For me, the most visceral images of that day weren’t from NYC, but from DC. I remember seeing the footage of ambulances lined up, waiting to get into Arlington Hospital–a hospital I not only drove by regularly, but have been in multiple times.
When I returned to DC three days later (by train, there were no flights available), I remember going to the Smithsonian (what was I supposed to do? Cower in fear in my family’s house?)*, I remember seeing surface-to-air missile batteries at the foot of the Washington Monument. The whole city had turned into an armed camp, and everything was surrounded by concrete jersey barriers.
Even then, something struck as odd: not only were people afraid**, but too many people wanted to be afraid. They liked having something to fear. Having lived previously in a country where terrorism was not a unique event, this was disturbing: at some point, you have to decide whether you will live, or simply survive.

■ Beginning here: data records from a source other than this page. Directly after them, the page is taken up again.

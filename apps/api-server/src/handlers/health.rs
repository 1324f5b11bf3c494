//! Health check endpoint.

use actix_web::{HttpResponse, web};
use keystone_shared::dto::HealthResponse;

use crate::state::AppState;

/// Health check endpoint - returns server status and gate occupancy.
///
/// GET /api/health
pub async fn health_check(state: web::Data<AppState>) -> HttpResponse {
    let response = HealthResponse {
        status: "ok".to_string(),
        version: env!("CARGO_PKG_VERSION").to_string(),
        timestamp: chrono::Utc::now().to_rfc3339(),
        cached_entries: state.gate.cache().len(),
        tracked_clients: state.gate.limiter().len(),
    };

    HttpResponse::Ok().json(response)
}

#[cfg(test)]
mod tests {
    use std::sync::Arc;

    use actix_web::{App, http::StatusCode, test, web};
    use serde_json::Value;

    use crate::handlers::configure_routes;
    use crate::handlers::test_support::{StubProvider, state};

    #[actix_web::test]
    async fn test_health_does_not_consume_rate_limit() {
        let (state, _) = state(Arc::new(StubProvider::default()), 1);
        let app = test::init_service(
            App::new()
                .app_data(web::Data::new(state))
                .configure(configure_routes),
        )
        .await;

        for _ in 0..3 {
            let req = test::TestRequest::get().uri("/api/health").to_request();
            let resp = test::call_service(&app, req).await;
            assert_eq!(resp.status(), StatusCode::OK);

            let body: Value = test::read_body_json(resp).await;
            assert_eq!(body["status"], "ok");
            assert_eq!(body["tracked_clients"], 0);
        }
    }
}
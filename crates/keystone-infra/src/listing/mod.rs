//! Listing data providers.

#[cfg(feature = "rapidapi")]
mod rapidapi;

#[cfg(feature = "rapidapi")]
pub use rapidapi::{RapidApiConfig, RapidApiListingProvider};
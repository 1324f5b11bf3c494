//! # Keystone API Server
//!
//! Actix-web front for the listing gate: rate-limited, cached proxies to the
//! property data provider.

use actix_web::{App, HttpServer, web};
use tracing_actix_web::TracingLogger;

#[cfg(feature = "scheduler")]
mod background;
mod config;
mod handlers;
mod middleware;
mod observability;
mod state;
mod telemetry;

use config::AppConfig;
use observability::RequestIdMiddleware;
use state::AppState;
use telemetry::TelemetryConfig;

#[actix_web::main]
async fn main() -> std::io::Result<()> {
    // Load .env file if present
    dotenvy::dotenv().ok();

    telemetry::init_telemetry(&TelemetryConfig::from_env());

    let config = AppConfig::from_env();
    let policies = config.gate.policies().map_err(|e| {
        tracing::error!("Invalid gate configuration: {}", e);
        std::io::Error::new(std::io::ErrorKind::InvalidInput, e)
    })?;

    tracing::info!(
        "Starting Keystone API Server on {}:{}",
        config.host,
        config.port
    );

    // One gate per process, shared by every worker
    let state = AppState::new(&config, policies);

    #[cfg(feature = "scheduler")]
    let mut sweeper =
        background::Sweeper::start(&background::SweepConfig::from_env(), state.clone())
            .await
            .map_err(|e| std::io::Error::other(e.to_string()))?;

    HttpServer::new(move || {
        App::new()
            .wrap(RequestIdMiddleware)
            .wrap(TracingLogger::default())
            .app_data(web::Data::new(state.clone()))
            .configure(handlers::configure_routes)
    })
    .bind((config.host.as_str(), config.port))?
    .run()
    .await?;

    #[cfg(feature = "scheduler")]
    {
        if let Some(sweeper) = sweeper.as_mut()
            && let Err(e) = sweeper.shutdown().await
        {
            tracing::warn!("Failed to stop expiry sweep: {}", e);
        }
    }

    Ok(())
}
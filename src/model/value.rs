//! Tagged value type for decoded record fields.

use std::fmt;

use serde::{Deserialize, Serialize};
use uuid::Uuid;

use super::{NodeId, NodeRef};

/// A decoded field value.
///
/// Covers every shape a record decoder produces:
/// - Scalars: unsigned/signed integers of width 8/16/32/64, f32/f64, bool
/// - Identity: UUID, text
/// - Containers: `Array` (fixed or length-prefixed), `Map` (ordered pairs)
/// - Graph: `Ref` to another node in the same segment
#[derive(Debug, Clone, PartialEq, Serialize, Deserialize)]
#[serde(tag = "type", content = "value")]
pub enum Value {
    Null,
    Bool(bool),
    U8(u8),
    U16(u16),
    U32(u32),
    U64(u64),
    I8(i8),
    I16(i16),
    I32(i32),
    I64(i64),
    F32(f32),
    F64(f64),
    Uuid(Uuid),
    String(String),
    Array(Vec<Value>),
    /// Key/value pairs in stream order. Keys may repeat.
    Map(Vec<(Value, Value)>),
    Ref(NodeRef),
}

// ============================================================================
// Type checking
// ============================================================================

impl Value {
    pub fn type_name(&self) -> &'static str {
        match self {
            Value::Null => "NULL",
            Value::Bool(_) => "BOOL",
            Value::U8(_) => "U8",
            Value::U16(_) => "U16",
            Value::U32(_) => "U32",
            Value::U64(_) => "U64",
            Value::I8(_) => "I8",
            Value::I16(_) => "I16",
            Value::I32(_) => "I32",
            Value::I64(_) => "I64",
            Value::F32(_) => "F32",
            Value::F64(_) => "F64",
            Value::Uuid(_) => "UUID",
            Value::String(_) => "STRING",
            Value::Array(_) => "ARRAY",
            Value::Map(_) => "MAP",
            Value::Ref(_) => "REF",
        }
    }

    pub fn is_null(&self) -> bool { matches!(self, Value::Null) }

    /// Any integer width, widened.
    pub fn as_int(&self) -> Option<i64> {
        match self {
            Value::U8(v) => Some(*v as i64),
            Value::U16(v) => Some(*v as i64),
            Value::U32(v) => Some(*v as i64),
            Value::U64(v) => i64::try_from(*v).ok(),
            Value::I8(v) => Some(*v as i64),
            Value::I16(v) => Some(*v as i64),
            Value::I32(v) => Some(*v as i64),
            Value::I64(v) => Some(*v),
            _ => None,
        }
    }

    pub fn as_u32(&self) -> Option<u32> {
        self.as_int().and_then(|v| u32::try_from(v).ok())
    }

    pub fn as_float(&self) -> Option<f64> {
        match self {
            Value::F32(v) => Some(*v as f64),
            Value::F64(v) => Some(*v),
            other => other.as_int().map(|i| i as f64),
        }
    }

    pub fn as_bool(&self) -> Option<bool> {
        match self {
            Value::Bool(b) => Some(*b),
            _ => None,
        }
    }

    pub fn as_str(&self) -> Option<&str> {
        match self {
            Value::String(s) => Some(s),
            _ => None,
        }
    }

    pub fn as_array(&self) -> Option<&[Value]> {
        match self {
            Value::Array(a) => Some(a),
            _ => None,
        }
    }

    pub fn as_node_ref(&self) -> Option<&NodeRef> {
        match self {
            Value::Ref(r) => Some(r),
            _ => None,
        }
    }

    /// Resolved target of a reference value.
    pub fn target(&self) -> Option<NodeId> {
        self.as_node_ref().and_then(|r| r.target)
    }

    /// Number of elements for arrays and maps.
    pub fn len(&self) -> usize {
        match self {
            Value::Array(a) => a.len(),
            Value::Map(m) => m.len(),
            _ => 0,
        }
    }

    pub fn is_empty(&self) -> bool { self.len() == 0 }

    /// Visit every reference nested in this value.
    pub fn for_each_ref(&self, f: &mut impl FnMut(&NodeRef)) {
        match self {
            Value::Ref(r) => f(r),
            Value::Array(items) => items.iter().for_each(|v| v.for_each_ref(f)),
            Value::Map(pairs) => pairs.iter().for_each(|(k, v)| {
                k.for_each_ref(f);
                v.for_each_ref(f);
            }),
            _ => {}
        }
    }

    pub fn for_each_ref_mut(&mut self, f: &mut impl FnMut(&mut NodeRef)) {
        match self {
            Value::Ref(r) => f(r),
            Value::Array(items) => items.iter_mut().for_each(|v| v.for_each_ref_mut(f)),
            Value::Map(pairs) => pairs.iter_mut().for_each(|(k, v)| {
                k.for_each_ref_mut(f);
                v.for_each_ref_mut(f);
            }),
            _ => {}
        }
    }
}

// ============================================================================
// Conversions (From impls)
// ============================================================================

impl From<bool> for Value { fn from(v: bool) -> Self { Value::Bool(v) } }
impl From<u8> for Value { fn from(v: u8) -> Self { Value::U8(v) } }
impl From<u16> for Value { fn from(v: u16) -> Self { Value::U16(v) } }
impl From<u32> for Value { fn from(v: u32) -> Self { Value::U32(v) } }
impl From<u64> for Value { fn from(v: u64) -> Self { Value::U64(v) } }
impl From<i8> for Value { fn from(v: i8) -> Self { Value::I8(v) } }
impl From<i16> for Value { fn from(v: i16) -> Self { Value::I16(v) } }
impl From<i32> for Value { fn from(v: i32) -> Self { Value::I32(v) } }
impl From<i64> for Value { fn from(v: i64) -> Self { Value::I64(v) } }
impl From<f32> for Value { fn from(v: f32) -> Self { Value::F32(v) } }
impl From<f64> for Value { fn from(v: f64) -> Self { Value::F64(v) } }
impl From<Uuid> for Value { fn from(v: Uuid) -> Self { Value::Uuid(v) } }
impl From<String> for Value { fn from(v: String) -> Self { Value::String(v) } }
impl From<&str> for Value { fn from(v: &str) -> Self { Value::String(v.to_owned()) } }
impl From<NodeRef> for Value { fn from(v: NodeRef) -> Self { Value::Ref(v) } }
impl<T: Into<Value>> From<Vec<T>> for Value {
    fn from(v: Vec<T>) -> Self { Value::Array(v.into_iter().map(Into::into).collect()) }
}
impl<T: Into<Value>> From<Option<T>> for Value {
    fn from(v: Option<T>) -> Self { v.map(Into::into).unwrap_or(Value::Null) }
}

// ============================================================================
// Display
// ============================================================================

impl fmt::Display for Value {
    fn fmt(&self, f: &mut fmt::Formatter<'_>) -> fmt::Result {
        match self {
            Value::Null => write!(f, "None"),
            Value::Bool(b) => write!(f, "{b}"),
            Value::U8(v) => write!(f, "{v:02X}"),
            Value::U16(v) => write!(f, "{v:04X}"),
            Value::U32(v) => write!(f, "{v:06X}"),
            Value::U64(v) => write!(f, "{v:X}"),
            Value::I8(v) => write!(f, "{v}"),
            Value::I16(v) => write!(f, "{v}"),
            Value::I32(v) => write!(f, "{v}"),
            Value::I64(v) => write!(f, "{v}"),
            Value::F32(v) => write!(f, "{v}"),
            Value::F64(v) => write!(f, "{v}"),
            Value::Uuid(u) => write!(f, "{{{}}}", u.hyphenated().to_string().to_uppercase()),
            Value::String(s) => write!(f, "'{s}'"),
            Value::Array(items) => {
                write!(f, "[")?;
                for (i, v) in items.iter().enumerate() {
                    if i > 0 { write!(f, ",")?; }
                    write!(f, "{v}")?;
                }
                write!(f, "]")
            }
            Value::Map(pairs) => {
                write!(f, "{{")?;
                for (i, (k, v)) in pairs.iter().enumerate() {
                    if i > 0 { write!(f, ",")?; }
                    write!(f, "{k}: {v}")?;
                }
                write!(f, "}}")
            }
            Value::Ref(r) => write!(f, "{r}"),
        }
    }
}

#[cfg(test)]
mod tests {
    use super::*;
    use crate::model::RefKind;

    #[test]
    fn test_value_from() {
        assert_eq!(Value::from("hello"), Value::String("hello".into()));
        assert_eq!(Value::from(42u32), Value::U32(42));
        assert_eq!(Value::from(-3i16), Value::I16(-3));
        assert_eq!(Value::from(true), Value::Bool(true));
        assert_eq!(Value::from(None::<u8>), Value::Null);
        assert_eq!(Value::from(vec![1u16, 2]), Value::Array(vec![Value::U16(1), Value::U16(2)]));
    }

    #[test]
    fn test_numeric_widening() {
        assert_eq!(Value::U16(7).as_int(), Some(7));
        assert_eq!(Value::I32(-1).as_u32(), None);
        assert_eq!(Value::F32(0.5).as_float(), Some(0.5));
        assert_eq!(Value::U8(2).as_float(), Some(2.0));
        assert_eq!(Value::String("x".into()).as_int(), None);
    }

    #[test]
    fn test_display_hex_widths() {
        assert_eq!(Value::U8(0x0A).to_string(), "0A");
        assert_eq!(Value::U32(0x12).to_string(), "000012");
        assert_eq!(Value::from(vec![1u16, 0x20]).to_string(), "[0001,0020]");
    }

    #[test]
    fn test_for_each_ref_walks_nested() {
        let r = |i| Value::Ref(NodeRef::new(RefKind::Cross, i, false));
        let v = Value::Map(vec![(r(1), Value::Array(vec![r(2), Value::Null, r(3)]))]);
        let mut seen = Vec::new();
        v.for_each_ref(&mut |n| seen.push(n.index));
        assert_eq!(seen, vec![1, 2, 3]);
    }

    #[test]
    fn test_serde_tagged() {
        let json = serde_json::to_string(&Value::U16(5)).unwrap();
        assert_eq!(json, r#"{"type":"U16","value":5}"#);
        let back: Value = serde_json::from_str(&json).unwrap();
        assert_eq!(back, Value::U16(5));
    }
}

One more random point related to those days. While there were those who clearly wanted to use Sept. 11 for political purposes (including the infamous GOP memo calling for precisely that), there was a lot of genuine fear in the city–which, like it or not, obviously affects our national politics. The Very Serious People were Very Seriously crapping their pants.
Fast forward four years. At the old site, I wrote a post about Sept. 11, and some of the responses demonstrated that some people still haven’t wrapped their heads around what happened that day (although I think that post was tagged by a couple of conservatrolls). I hope at this point, these two claims are not controversial:
1) Terrorism is, well, terrifying in large part because of its randomness. Most of the people in the World Trade Center who died, died there because they didn’t work in the Chrysler Building. We all heard the stories about those who survived because they were sick that day, or because they were late to work. I think this horrifying absurdity (had some more people overslept, they would have been alive today) was sublimated by too many people not into grief, but rage.
2) A lot of the rescue workers (i.e., the firemen) died because of banal politics and bureaucracy (led by Rudy Giuliani): the fire and police departments couldn’t communicate with each other. No fireman goes into a building in order to die. Had they known that the building was about to collapse, they would have grabbed whomever they could, and left the building.
I’m not sure, as a nation, we’ve figured out these things (or most of us, anyway). This has some serious consequences when we create soothing, but false narratives:
On close review, those accounts give a bleaker version of events than either Mayor Bloomberg or former Mayor Rudolph W. Giuliani presented to the 9/11 Commission. Both had said that many of the firefighters who perished in the north tower realized the terrible danger of the moment but chose to stay in the building to rescue civilians.
They made no mention of what one oral history after another starkly relates: that firefighters in the building said they were “clueless” and knew “absolutely nothing” about the reality of the gathering crisis…
Although no official summary specifies where the 343 firefighters died in the rescue effort, a review by The New York Times of eyewitness accounts, dispatch records and federal reports suggests that about 200 perished in the north tower or at its foot.
Of 58 firefighters who escaped the building and gave oral histories, only four said they knew the south tower had already fallen. Just three said they had heard radio warnings that the north tower was also in danger of collapse. And some who had heard orders to evacuate debated whether they were meant for civilians or firefighters…
In blunt speech, free of the mythic glaze that varnished much 9/11 discourse, some firefighters wondered why an endless line of rescuers had been sent to an unquenchable fire that raged 1,000 feet up.
“I think if this building had collapsed an hour later, we would have had a thousand firemen in there,” said Firefighter Timothy Marmion of Engine 16, who carried a woman on a stretcher from the staircase to an ambulance.
“If it would have collapsed three hours later,” he said, “we would have had 10,000 firemen in those buildings.”
Had the buildings not fallen, the gear-laden firefighters would have needed about four hours – almost as long as it takes to fly across the country – to reach workers trapped on the high floors.
“We were just as much victims as everybody that was in the building,” Firefighter Derek Brogan of Engine 5 said.
“We didn’t have a chance to do anything,” he added. “We didn’t have a chance to put the fire out, which was really all we were trying to do.“
A truly awful day. Your thoughts and recollections?
*Because it was so empty, and I had arrived before the museums had opened, I wound up talking to the security guards. They were very upset that people had cancelled their visits. One guard (and I can’t remember her exact words) basically said that if terrorists scare us away from science and art, then they’ve already won.
**What was even more bizarre is that, in suburban Long Island (where I was living at the time), some parents were demanding that school trips to other places in Long Island (e.g., orchestra performances for small children) be canceled because they were afraid of terrorist attacks. This was a month after Sept. 11. Some people get off on fear, I guess.